# Task brief
In the records below, find the line containing "assert!(cat.is_permission_error());"; restate it and every later line word for word, through the last.

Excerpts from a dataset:

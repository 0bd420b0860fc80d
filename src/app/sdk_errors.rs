//! AWS SDK error categorization for counter failures.
//!
//! Counter errors never abort a scan; they are recorded in the counter result and logged. The
//! category decides how the failure is reported: permission problems point the operator at the
//! remediation text, transient failures (throttling, timeouts, network issues) are flagged as
//! worth re-running.

use aws_smithy_types::error::display::DisplayErrorContext;

/// Convert an SDK error into an `anyhow::Error` carrying its whole source chain.
/// The bare `SdkError` display is only "service error"; the error code lives in the sources.
pub fn sdk_error<E: std::error::Error>(e: E) -> anyhow::Error {
    anyhow::anyhow!("{}", DisplayErrorContext(&e))
}

/// Categorized error types for AWS SDK errors
#[derive(Debug, Clone, Copy, PartialEq, Eq)]
pub enum ErrorCategory {
    /// Request was throttled due to rate limiting
    Throttled,
    /// Request timed out
    Timeout,
    /// Network connectivity issues
    NetworkError,
    /// AWS service temporarily unavailable
    ServiceUnavailable,
    /// Caller lacks a permission or holds invalid credentials
    PermissionDenied,
    /// Anything else (validation, missing resources, ...)
    NonRetryable,
}

impl ErrorCategory {
    /// Returns true if re-running the scan may succeed
    pub fn is_retryable(&self) -> bool {
        matches!(
            self,
            ErrorCategory::Throttled
                | ErrorCategory::Timeout
                | ErrorCategory::NetworkError
                | ErrorCategory::ServiceUnavailable
        )
    }

    pub fn is_permission_error(&self) -> bool {
        *self == ErrorCategory::PermissionDenied
    }

    /// Short label for log lines
    pub fn short_label(&self) -> &'static str {
        match self {
            ErrorCategory::Throttled => "throttled",
            ErrorCategory::Timeout => "timeout",
            ErrorCategory::NetworkError => "network",
            ErrorCategory::ServiceUnavailable => "unavailable",
            ErrorCategory::PermissionDenied => "permission",
            ErrorCategory::NonRetryable => "error",
        }
    }
}

/// Categorize an error based on its string representation
///
/// This handles the common patterns seen in AWS SDK error messages, as rendered by
/// `DisplayErrorContext` or an `anyhow` chain (`{:#}`).
pub fn categorize_error_string(error_str: &str) -> ErrorCategory {
    // Throttling errors (most common transient error)
    if error_str.contains("ThrottlingException")
        || error_str.contains("Throttling")
        || error_str.contains("TooManyRequestsException")
        || error_str.contains("RequestLimitExceeded")
        || error_str.contains("RateExceeded")
    {
        return ErrorCategory::Throttled;
    }

    if error_str.contains("TimeoutError")
        || error_str.contains("timeout")
        || error_str.contains("timed out")
    {
        return ErrorCategory::Timeout;
    }

    // Network/dispatch errors
    if error_str.contains("DispatchFailure")
        || error_str.contains("dispatch failure")
        || error_str.contains("connection")
        || error_str.contains("Connection")
        || error_str.contains("DNS")
    {
        return ErrorCategory::NetworkError;
    }

    if error_str.contains("ServiceUnavailable")
        || error_str.contains("InternalServerError")
        || error_str.contains("InternalServerException")
        || error_str.contains("InternalFailure")
    {
        return ErrorCategory::ServiceUnavailable;
    }

    if error_str.contains("AccessDenied")
        || error_str.contains("UnauthorizedOperation")
        || error_str.contains("UnauthorizedAccess")
        || error_str.contains("AuthFailure")
        || error_str.contains("InvalidClientTokenId")
        || error_str.contains("ExpiredToken")
        || error_str.contains("not authorized")
    {
        return ErrorCategory::PermissionDenied;
    }

    ErrorCategory::NonRetryable
}

#[cfg(test)]
mod tests {
    use super::*;

    #[test]
    fn test_categorize_throttling() {
        let cat = categorize_error_string("ThrottlingException: Rate exceeded");
        assert_eq!(cat, ErrorCategory::Throttled);
        assert!(cat.is_retryable());
    }

    #[test]
    fn test_categorize_timeout() {
        let cat = categorize_error_string("counter timed out after 300s");
        assert_eq!(cat, ErrorCategory::Timeout);
        assert_eq!(cat.short_label(), "timeout");
    }

    #[test]
    fn test_categorize_network_error() {
        let cat = categorize_error_string("dispatch failure: connection refused");
        assert_eq!(cat, ErrorCategory::NetworkError);
        assert!(cat.is_retryable());
    }

    #[test]
    fn test_categorize_access_denied() {
        let cat = categorize_error_string(
            "AccessDeniedException: User is not authorized to perform ecr:DescribeRepositories",
        );
        assert!(cat.is_permission_error());
        assert!(!cat.is_retryable());
        assert_eq!(cat.short_label(), "permission");
    }

    #[test]
    fn test_categorize_generic_error() {
        let cat = categorize_error_string("ValidationException: Invalid type name");
        assert_eq!(cat, ErrorCategory::NonRetryable);
        assert!(!cat.is_permission_error());
        assert_eq!(cat.short_label(), "error");
    }
}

# Answer below
        assert!(cat.is_permission_error());
        assert!(!cat.is_retryable());
        assert_eq!(cat.short_label(), "permission");
    }

    #[test]
    fn test_categorize_generic_error() {
        let cat = categorize_error_string("ValidationException: Invalid type name");
        assert_eq!(cat, ErrorCategory::NonRetryable);
        assert!(!cat.is_permission_error());
        assert_eq!(cat.short_label(), "error");
    }
}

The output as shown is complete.